(Beginning of Given information)

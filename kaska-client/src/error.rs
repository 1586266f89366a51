//! Client session error types.

use kaska_core::ApiError;
use thiserror::Error;

/// Result type for client session operations.
pub type ClientResult<T> = Result<T, ClientError>;

/// Errors that can occur in a client session.
#[derive(Debug, Error)]
pub enum ClientError {
    /// `poll` was called with an empty subscription set.
    #[error("no subscribed topics")]
    NoSubscriptions,

    /// The broker could not be reached or the call failed in transit.
    #[error(transparent)]
    Api(#[from] ApiError),
}

#[cfg(test)]
mod tests {
    use super::*;

    #[test]
    fn test_api_error_converts() {
        let err: ClientError = ApiError::connection("refused").into();
        assert!(matches!(err, ClientError::Api(_)));
        assert!(format!("{err}").contains("refused"));
    }
}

(End of Given information)

- Work task
Reproduce the entries in full, exactly as written.

- Final answer
filename kaska-client/src/error.rs
repository 1586266f89366a51
//! Client session error types.

use kaska_core::ApiError;
use thiserror::Error;

/// Result type for client session operations.
pub type ClientResult<T> = Result<T, ClientError>;

/// Errors that can occur in a client session.
#[derive(Debug, Error)]
pub enum ClientError {
    /// `poll` was called with an empty subscription set.
    #[error("no subscribed topics")]
    NoSubscriptions,

    /// The broker could not be reached or the call failed in transit.
    #[error(transparent)]
    Api(#[from] ApiError),
}

#[cfg(test)]
mod tests {
    use super::*;

    #[test]
    fn test_api_error_converts() {
        let err: ClientError = ApiError::connection("refused").into();
        assert!(matches!(err, ClientError::Api(_)));
        assert!(format!("{err}").contains("refused"));
    }
}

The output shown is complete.